Podem ter existido sinais subtis de um leve aumento de actividade nas clínicas de Wuhan em fins de Novembro e inícios de Dezembro. Mas, nessa época, ninguém - nem médicos chineses nem o governo, para não mencionar os serviços de inteligência dos Estados Unidos - poderiam saber o que estava realmente a acontecer.

A China não poderia estar "a esconder" o que só foi identificado como uma nova doença em 30 de Dezembro, e imediatamente comunicada à Organização Mundial de Saúde (OMS). Então, em 3 de Janeiro, o director do Centro de Controlo e Prevenção de Doenças (CDC) dos Estados Unidos, Robert Redfield, ligou para a autoridade encarregada do Centro de Controle de Doenças da China. Os médicos chineses sequenciaram o vírus. E foi apenas em 8 de Janeiro que ficou estabelecido que se tratava do SARS-Cov-2 – que causa a COVID-19.

Esta cadeia de acontecimentos reabre, mais uma vez, uma poderosa caixa de Pandora. Tivemos o muito oportuno Event 201; a relação íntima da Fundação Bill e Melinda Gates com a OMS e também com o Fórum Económico Mundial e a galáxia John Hopkins, de Baltimore, que inclui a Escola Bloomberg de Saúde Pública; o conjunto identidade/vacina digital do ID2020; o Dark Winter – que simulou um bioataque de varíola contra os Estados Unidos, antes mesmo de o Iraque ter sido acusado do ataque de antrax, em 2001; senadores dos Estados Unidos a vender as suas acções depois de receberem informações privilegiadas do CDC; mais de 1300 altos executivos abandonando as suas confortabilíssimas mordomias em 2019, por "preverem" uma total quebra dos mercados; o FED (Reserva Federal, Banco Central) despejando dinheiro de helicóptero já em Setembro de 2019 – como parte do QE4.
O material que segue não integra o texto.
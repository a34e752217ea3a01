// Licensed under the Apache-2.0 license

use crate::context::{CTX_CACHE_SIZE, HMAC_SCRATCH_SIZE};
use crate::error::{SymError, SymResult};
use crate::lli::{LLI_ENTRY_BYTE_SIZE, LLI_SIZE_MAX};

/// Host-side scatter tables are sized for this many fragments.
pub const MLLI_MAX_ENTRIES_CAP: usize = 128;

/// Largest transfer a single descriptor can address (24-bit size field).
pub const MAX_DLLI_BLOCK_SIZE: u32 = (1 << 24) - 1;

/// Configures the driver core for a platform.
/// These are the defaults for the reference SRAM layout and can be overridden per platform.
#[repr(C)]
#[derive(Clone, Copy, Debug, PartialEq, Eq)]
pub struct SymDriverConfig {
    /// Fragmented buffers strictly smaller than this are copied into a contiguous scratch region.
    pub dlli_optimized_buf_size: u32,
    /// Maximum number of fragments in one scatter table.
    pub mlli_max_entries: u32,
    /// SRAM address of the input scratch-table slot; the output slot follows it.
    pub mlli_sram_base: u32,
    /// SRAM address of the context cache.
    pub ctx_cache_sram_addr: u32,
    pub sram_size: u32,
    /// Page granularity used by context placement.
    pub page_size: u32,
    pub max_dlli_size: u32,
    pub mlli_entry_max_size: u32,
    /// Mark the completion sentinel queue-last instead of last.
    pub preemptible_completion: bool,
    /// The scratch-table workspace is owned by another agent.
    pub mlli_external_alloc: bool,
}

impl Default for SymDriverConfig {
    fn default() -> Self {
        SymDriverConfig {
            dlli_optimized_buf_size: 128,
            mlli_max_entries: 125,
            mlli_sram_base: 0x400,
            ctx_cache_sram_addr: 0x0,
            sram_size: 0x1000,
            page_size: 4096,
            max_dlli_size: MAX_DLLI_BLOCK_SIZE,
            mlli_entry_max_size: LLI_SIZE_MAX,
            preemptible_completion: false,
            mlli_external_alloc: false,
        }
    }
}

impl SymDriverConfig {
    /// Capacity of one on-chip scratch-table slot in bytes.
    pub fn mlli_slot_size(&self) -> u32 {
        self.mlli_max_entries * LLI_ENTRY_BYTE_SIZE as u32
    }

    /// Bytes reserved at the context cache address (context plus HMAC pad scratch).
    pub fn ctx_cache_region(&self) -> u32 {
        (CTX_CACHE_SIZE + HMAC_SCRATCH_SIZE) as u32
    }

    pub fn validate(&self) -> SymResult<()> {
        if self.dlli_optimized_buf_size == 0 || self.mlli_max_entries == 0 {
            Err(SymError::InvalidArg)?;
        }
        if self.mlli_max_entries as usize > MLLI_MAX_ENTRIES_CAP {
            Err(SymError::InvalidArg)?;
        }
        if !self.page_size.is_power_of_two() {
            Err(SymError::InvalidArg)?;
        }
        if self.max_dlli_size > MAX_DLLI_BLOCK_SIZE || self.mlli_entry_max_size > LLI_SIZE_MAX {
            Err(SymError::InvalidArg)?;
        }

        let mlli_start = self.mlli_sram_base as u64;
        let mlli_end = mlli_start + 2 * self.mlli_slot_size() as u64;
        let ctx_start = self.ctx_cache_sram_addr as u64;
        let ctx_end = ctx_start + self.ctx_cache_region() as u64;
        if mlli_end > self.sram_size as u64 || ctx_end > self.sram_size as u64 {
            Err(SymError::InvalidArg)?;
        }
        if mlli_start < ctx_end && ctx_start < mlli_end {
            Err(SymError::InvalidArg)?;
        }
        if self.mlli_sram_base % 4 != 0 || self.ctx_cache_sram_addr % 4 != 0 {
            Err(SymError::InvalidBadAddr)?;
        }
        Ok(())
    }
}
impl HashContext {
    pub fn hash(mode: HashMode) -> Self {
        let alg = if mode == HashMode::Sm3 {
            HashAlg::Sm3
        } else {
            HashAlg::Hash
        };
        HashContext {
            sram: HashSramState::default(),
            alg,
            mode,
            k0_size: 0,
            hmac_finalization: false,
        }
    }

    /// `key` must already be reduced to at most one block.
    pub fn hmac(mode: HashMode, key: &[u8]) -> Self {
        let mut ctx = HashContext::hash(mode);
        ctx.alg = HashAlg::Hmac;
        let len = key.len().min(HMAC_BLOCK_SIZE_MAX);
        ctx.sram.k0[..len].copy_from_slice(&key[..len]);
        ctx.k0_size = len as u32;
        ctx
    }

    pub fn digest(&self) -> &[u8] {
        &self.sram.digest[..self.mode.digest_size() as usize]
    }
}

impl Drop for HashContext {
    fn drop(&mut self) {
        self.sram.zeroize();
    }
}

#[derive(Clone, Copy, Debug, PartialEq, Eq)]
pub enum AeadMode {
    Ccm,
    Gcm,
}

/// Sub-mode of the AEAD MAC engine for the next data descriptor.
#[derive(Clone, Copy, Debug, Default, PartialEq, Eq)]
pub enum AeadInternalMode {
    #[default]
    None,
    /// CCM associated data.
    CcmA,
    /// CCM text, encrypting.
    CcmPE,
    /// CCM text, decrypting.
    CcmPD,
    GcmInit,
    GcmStartTextGhash,
}

/// Where the next `process` call lands in the AEAD stream.
#[derive(Clone, Copy, Debug, Default, PartialEq, Eq)]
pub enum AeadFlowState {
    #[default]
    AdataInit,
    AdataProcess,
    TextDataInit,
    TextDataProcess,
    /// A non-96-bit GCM IV is hashed into J0 first.
    GcmIv,
}

#[repr(C)]
#[derive(Clone, Copy, Debug, Default, PartialEq, Eq, FromBytes, IntoBytes, Immutable, KnownLayout, Zeroize)]
pub struct AeadSramState {
    pub block_state: [u8; AES_BLOCK_SIZE],
    pub mac_state: [u8; AES_BLOCK_SIZE],
    /// GCM hash subkey H.
    pub hkey: [u8; AES_BLOCK_SIZE],
    /// CCM nonce, or the GCM IV that becomes J0.
    pub nonce: [u8; AES_BLOCK_SIZE],
    /// GCM len(A) || len(C) in bits, big-endian.
    pub gcm_len_block: [u8; AES_BLOCK_SIZE],
    pub key: [u8; AES_KEY_SIZE_MAX],
}

impl AeadSramState {
    pub const BLOCK_STATE: u32 = offset_of!(AeadSramState, block_state) as u32;
    pub const MAC_STATE: u32 = offset_of!(AeadSramState, mac_state) as u32;
    pub const HKEY: u32 = offset_of!(AeadSramState, hkey) as u32;
    pub const NONCE: u32 = offset_of!(AeadSramState, nonce) as u32;
    pub const GCM_LEN_BLOCK: u32 = offset_of!(AeadSramState, gcm_len_block) as u32;
    pub const KEY: u32 = offset_of!(AeadSramState, key) as u32;
}

#[repr(C)]
#[derive(Clone, Debug, PartialEq, Eq)]
pub struct AeadContext {
    pub sram: AeadSramState,
    pub mode: AeadMode,
    pub direction: Direction,
    pub key_size: u32,
    pub nonce_size: u32,
    pub header_size: u32,
    pub text_size: u32,
    pub tag_size: u32,
    /// CCM length-field width, set while formatting B0.
    pub q: u32,
    /// Associated data bytes the caller has yet to feed.
    pub header_remaining: u32,
    pub internal_mode: AeadInternalMode,
    pub next_state: AeadFlowState,
}

impl AeadContext {
    fn new(mode: AeadMode, direction: Direction, key: &[u8]) -> Self {
        let mut sram = AeadSramState::default();
        let len = key.len().min(AES_KEY_SIZE_MAX);
        sram.key[..len].copy_from_slice(&key[..len]);
        AeadContext {
            sram,
            mode,
            direction,
            key_size: len as u32,
            nonce_size: 0,
            header_size: 0,
            text_size: 0,
            tag_size: 0,
            q: 0,
            header_remaining: 0,
            internal_mode: AeadInternalMode::None,
            next_state: AeadFlowState::AdataInit,
        }
    }

    pub fn ccm(
        direction: Direction,
        key: &[u8],
        nonce: &[u8],
        header_size: u32,
        text_size: u32,
        tag_size: u32,
    ) -> Self {
        let mut ctx = AeadContext::new(AeadMode::Ccm, direction, key);
        let len = nonce.len().min(AES_BLOCK_SIZE);
        ctx.sram.nonce[..len].copy_from_slice(&nonce[..len]);
        ctx.nonce_size = len as u32;
        ctx.header_size = header_size;
        ctx.text_size = text_size;
        ctx.tag_size = tag_size;
        ctx
    }

    /// A 96-bit IV is formatted straight into J0; any other length is hashed on the engine.
    pub fn gcm(
        direction: Direction,
        key: &[u8],
        iv: &[u8],
        header_size: u32,
        text_size: u32,
        tag_size: u32,
    ) -> Self {
        let mut ctx = AeadContext::new(AeadMode::Gcm, direction, key);
        ctx.nonce_size = iv.len() as u32;
        if ctx.nonce_size == GCM_IV_96_BIT_SIZE {
            ctx.sram.nonce[..12].copy_from_slice(iv);
            ctx.sram.nonce[12..].copy_from_slice(&1u32.to_be_bytes());
        } else {
            // The IV length block closes the GHASH pass that derives J0.
            let iv_bits = (ctx.nonce_size as u64) << 3;
            ctx.sram.nonce[8..].copy_from_slice(&iv_bits.to_be_bytes());
        }
        ctx.header_size = header_size;
        ctx.text_size = text_size;
        ctx.tag_size = tag_size;
        ctx.set_gcm_len_block();
        ctx
    }

    pub fn set_gcm_len_block(&mut self) {
        let header_bits = (self.header_size as u64) << 3;
        let text_bits = (self.text_size as u64) << 3;
        self.sram.gcm_len_block[..8].copy_from_slice(&header_bits.to_be_bytes());
        self.sram.gcm_len_block[8..].copy_from_slice(&text_bits.to_be_bytes());
    }

    /// Seeds the GCTR counter with inc32(J0) once J0 is known.
    pub fn start_gcm_counter(&mut self) {
        let mut counter = [0u8; 4];
        counter.copy_from_slice(&self.sram.nonce[12..]);
        let counter = u32::from_be_bytes(counter).wrapping_add(1);
        self.sram.block_state[..12].copy_from_slice(&self.sram.nonce[..12]);
        self.sram.block_state[12..].copy_from_slice(&counter.to_be_bytes());
    }

    pub fn tag(&self) -> &[u8] {
        let len = (self.tag_size as usize).min(AES_BLOCK_SIZE);
        &self.sram.mac_state[..len]
    }
}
Então, como que para validar o trabalho da ABC News, Israel entrou em cena. Os serviços de inteligência de Israel confirmam que de facto tinham sido avisados pela inteligência dos Estados Unidos, em Novembro, sobre uma pandemia potencialmente catastrófica em Wuhan (mais uma vez: como seria possível eles saberem disso na segunda semana de Novembro, num estágio tão inicial?). E os aliados da NATO foram avisados - em Novembro também.
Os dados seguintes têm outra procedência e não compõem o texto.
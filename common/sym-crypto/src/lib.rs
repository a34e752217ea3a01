// Licensed under the Apache-2.0 license

//! Hardware-facing formats and shared types of the symmetric crypto engine driver.
//!
//! Everything in this crate is either a bit-exact hardware contract (descriptors,
//! scatter entries) or plain data shared between the driver core and its platform.

#![cfg_attr(target_arch = "riscv32", no_std)]

pub mod config;
pub mod context;
pub mod descriptor;
pub mod error;
pub mod lli;
pub mod relocation;

pub use config::SymDriverConfig;
pub use descriptor::HwDesc;
pub use error::{DriverError, DriverResult, FatalError, SymError, SymResult};
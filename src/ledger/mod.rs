//! CSV ledgers of encrypted entries.
//!
//! A ledger is a spreadsheet export laid out as:
//!
//! ```text
//! row 1:  <note>, <passphrase-wrapped master key record>
//! row 2:  Index, Site, Username, Password, Additional Info   (headers)
//! row 3+: one entry per row
//! ```
//!
//! Plaintext columns (by default `Index` and `Site`, matched
//! case-insensitively) are shown as-is; every other non-empty cell is an
//! envelope encrypted under the master key.

use std::fmt;
use std::fs::File;
use std::io::Read;
use std::path::Path;

use zeroize::Zeroizing;

use crate::crypto::Envelope;
use crate::engine::VaultEngine;
use crate::errors::{Result, VaultError};
use crate::storage::KeyValueStore;

/// Shown for entries whose site cell is blank.
pub const NO_SITE_LABEL: &str = "[No site]";

/// Which columns are plaintext and which one names the site.
#[derive(Debug, Clone)]
pub struct LedgerLayout {
    pub site_column: String,
    pub plaintext_columns: Vec<String>,
}

impl Default for LedgerLayout {
    fn default() -> Self {
        Self {
            site_column: "site".to_string(),
            plaintext_columns: vec!["index".to_string(), "site".to_string()],
        }
    }
}

/// One revealed cell of an entry.
#[derive(Debug)]
pub struct Field {
    pub header: String,
    pub value: FieldValue,
}

/// The outcome of revealing a single cell.
#[derive(Debug)]
pub enum FieldValue {
    /// A plaintext column.
    Plain(String),
    /// A decrypted text secret.
    Secret(Zeroizing<String>),
    /// Decrypted fine but is not UTF-8; only the length is shown.
    Binary(usize),
    /// The cell is blank.
    Empty,
    /// The cell could not be decrypted.
    Failed(String),
}

impl fmt::Display for FieldValue {
    fn fmt(&self, f: &mut fmt::Formatter<'_>) -> fmt::Result {
        match self {
            Self::Plain(text) => f.write_str(text),
            Self::Secret(text) => f.write_str(text),
            Self::Binary(len) => write!(f, "[Binary data - {len} bytes]"),
            Self::Empty => f.write_str("[Empty]"),
            Self::Failed(reason) => write!(f, "[Decryption failed: {reason}]"),
        }
    }
}

/// A parsed ledger.
#[derive(Debug, Clone)]
pub struct Ledger {
    master_record: String,
    headers: Vec<String>,
    rows: Vec<Vec<String>>,
    site_index: Option<usize>,
    plaintext: Vec<bool>,
}

impl Ledger {
    /// Load a ledger from a CSV file.
    pub fn from_path(path: &Path, layout: &LedgerLayout) -> Result<Self> {
        if !path.exists() {
            return Err(VaultError::Ledger(format!(
                "CSV file not found: {}",
                path.display()
            )));
        }
        let file = File::open(path)?;
        Self::from_reader(file, layout)
    }

    /// Parse a ledger from any CSV source.
    pub fn from_reader<R: Read>(reader: R, layout: &LedgerLayout) -> Result<Self> {
        let mut csv_reader = csv::ReaderBuilder::new()
            .has_headers(false)
            .flexible(true)
            .from_reader(reader);

        let mut rows = Vec::new();
        for record in csv_reader.records() {
            let record =
                record.map_err(|e| VaultError::Ledger(format!("invalid CSV: {e}")))?;
            rows.push(record.iter().map(str::to_string).collect::<Vec<_>>());
        }

        if rows.len() < 3 {
            return Err(VaultError::Ledger(
                "CSV file must have at least 3 rows: master key, headers, and at least one entry"
                    .into(),
            ));
        }

        let mut rows = rows.into_iter();
        let first = rows.next().unwrap_or_default();
        let master_record = first
            .get(1)
            .map(|cell| cell.trim().to_string())
            .filter(|cell| !cell.is_empty())
            .ok_or_else(|| {
                VaultError::Ledger("the first row must hold the master key record in its second column".into())
            })?;
        let headers: Vec<String> = rows.next().unwrap_or_default();
        let rows: Vec<Vec<String>> = rows.collect();

        let site_index = headers
            .iter()
            .position(|h| h.trim().eq_ignore_ascii_case(&layout.site_column));
        let plaintext = headers
            .iter()
            .map(|h| {
                layout
                    .plaintext_columns
                    .iter()
                    .any(|p| h.trim().eq_ignore_ascii_case(p))
            })
            .collect();

        Ok(Self {
            master_record,
            headers,
            rows,
            site_index,
            plaintext,
        })
    }

    /// The passphrase-wrapped master key stored in the first row.
    pub fn master_record(&self) -> Result<Envelope> {
        Envelope::decode(&self.master_record)
    }

    pub fn headers(&self) -> &[String] {
        &self.headers
    }

    /// Number of entries (rows after the header row).
    pub fn len(&self) -> usize {
        self.rows.len()
    }

    pub fn is_empty(&self) -> bool {
        self.rows.is_empty()
    }

    /// The site name of entry `index`, if the ledger has a site column and
    /// the cell is not blank.
    pub fn site(&self, index: usize) -> Option<&str> {
        let column = self.site_index?;
        self.rows
            .get(index)?
            .get(column)
            .map(|cell| cell.trim())
            .filter(|cell| !cell.is_empty())
    }

    /// The label to list entry `index` under.
    pub fn site_label(&self, index: usize) -> &str {
        self.site(index).unwrap_or(NO_SITE_LABEL)
    }

    /// Indices of entries whose site contains `term`, case-insensitively.
    /// A blank term matches every entry.
    pub fn search(&self, term: &str) -> Vec<usize> {
        let term = term.trim().to_lowercase();
        if term.is_empty() {
            return (0..self.rows.len()).collect();
        }
        (0..self.rows.len())
            .filter(|&i| {
                self.site(i)
                    .is_some_and(|site| site.to_lowercase().contains(&term))
            })
            .collect()
    }

    /// Decrypt every cell of entry `index` with the engine's master key.
    ///
    /// Individual cells that fail to decrypt are reported in place rather
    /// than failing the whole entry.
    pub fn reveal<S: KeyValueStore>(
        &self,
        engine: &VaultEngine<S>,
        index: usize,
    ) -> Result<Vec<Field>> {
        let row = self.rows.get(index).ok_or_else(|| {
            VaultError::Ledger(format!(
                "invalid entry number {}, expected 1-{}",
                index + 1,
                self.rows.len()
            ))
        })?;

        let fields = self
            .headers
            .iter()
            .enumerate()
            .map(|(column, header)| {
                let cell = row.get(column).map(|c| c.trim()).unwrap_or_default();
                let value = if cell.is_empty() {
                    FieldValue::Empty
                } else if self.plaintext.get(column).copied().unwrap_or(false) {
                    FieldValue::Plain(cell.to_string())
                } else {
                    reveal_cell(engine, cell)
                };
                Field {
                    header: header.clone(),
                    value,
                }
            })
            .collect();

        Ok(fields)
    }
}

fn reveal_cell<S: KeyValueStore>(engine: &VaultEngine<S>, cell: &str) -> FieldValue {
    let envelope = match Envelope::decode(cell) {
        Ok(envelope) => envelope,
        Err(e) => return FieldValue::Failed(e.to_string()),
    };
    match engine.decrypt_secret_text(&envelope) {
        Ok(text) => FieldValue::Secret(text),
        Err(VaultError::NotText) => match engine.decrypt_secret(&envelope) {
            Ok(bytes) => FieldValue::Binary(bytes.len()),
            Err(e) => FieldValue::Failed(e.to_string()),
        },
        Err(e) => FieldValue::Failed(e.to_string()),
    }
}
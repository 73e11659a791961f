//! Colored terminal output helpers.
//!
//! All user-facing output goes through these functions so we get
//! consistent styling across every command.

use comfy_table::{ContentArrangement, Table};
use console::style;

use crate::ledger::{Field, Ledger};

/// Print a green success message: "check_mark {msg}"
pub fn success(msg: &str) {
    println!("{} {}", style("\u{2713}").green().bold(), msg);
}

/// Print a red error message: "x_mark {msg}"
pub fn error(msg: &str) {
    eprintln!("{} {}", style("\u{2717}").red().bold(), msg);
}

/// Print a yellow warning: "warning_sign {msg}"
pub fn warning(msg: &str) {
    eprintln!("{} {}", style("\u{26a0}").yellow().bold(), msg);
}

/// Print a blue info message: "info_sign {msg}"
pub fn info(msg: &str) {
    println!("{} {}", style("\u{2139}").blue().bold(), msg);
}

/// Print a dim tip/hint: "arrow {msg}"
pub fn tip(msg: &str) {
    println!("{} {}", style("\u{2192}").dim(), style(msg).dim());
}

/// Print the current listing of ledger entries (#, Site).
///
/// Numbers are 1-based positions in `indices`, which is what the browse
/// prompt accepts.
pub fn print_entries(ledger: &Ledger, indices: &[usize]) {
    if indices.is_empty() {
        info("No entries in this ledger.");
        return;
    }

    let mut table = Table::new();
    table.set_content_arrangement(ContentArrangement::Dynamic);
    table.set_header(vec!["#", "Site"]);

    for (position, &index) in indices.iter().enumerate() {
        table.add_row(vec![
            (position + 1).to_string(),
            ledger.site_label(index).to_string(),
        ]);
    }

    println!("{table}");
}

/// Print the revealed fields of one entry (Field, Value).
pub fn print_fields(title: &str, fields: &[Field]) {
    let mut table = Table::new();
    table.set_content_arrangement(ContentArrangement::Dynamic);
    table.set_header(vec!["Field", "Value"]);

    for field in fields {
        table.add_row(vec![field.header.clone(), field.value.to_string()]);
    }

    println!("{}", style(title).bold());
    println!("{table}");
}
O cerne da questão é explosivo: o governo Trump, bem como o CDC norte-americano, foram avisados com uma antecedência de pelo menos quatro meses - de Novembro a Março - e poderiam ter-se preparado suficientemente para a chegada do COVID-19 aos Estados Unidos. E nada fizeram. Toda a conversa de "a China é uma bruxa" cai por terra.

Além disso, a revelação israelita confirma o que é nada menos que extraordinário: os serviços de inteligência dos Estados Unidos já sabiam do SARS-Cov-2 cerca de um mês antes de os primeiros casos confirmados serem detectados pelos médicos de um hospital de Wuhan. Intervenção divina?

Isto só poderia ter acontecido se a inteligência dos Estados Unidos tivesse conhecimento, com toda a certeza, de uma cadeia de acontecimentos anterior que levaria necessariamente ao "surto misterioso" de Wuhan. E não apenas isso: sabia exactamente onde procurar. Não na Mongólia Interior, nem em Pequim, nem na província de Guangdong.

Nunca é demais repetir a pergunta por extenso: como é que a inteligência dos Estados Unidos poderia ter sabido da doença um mês antes de os médicos chineses terem detectado um vírus desconhecido? 

Mike "Nós mentimos, nós roubamos, nós trapaceamos" Pompeo talvez tenha mostrado o jogo quando afirmou publicamente que o COVID-19 era um "exercício ao vivo". Somando o trabalho da ABC News e os relatórios israelitas, a única conclusão possível e lógica é que o Pentágono - e a CIA - já sabiam de antemão que uma pandemia seria inevitável.

Aí está o revólver fumegante, a prova irrefutável. E agora o governo dos Estados Unidos joga o seu peso na tentativa de tomar todas as providências possíveis para - proactiva e retroactivamente - culpar a China.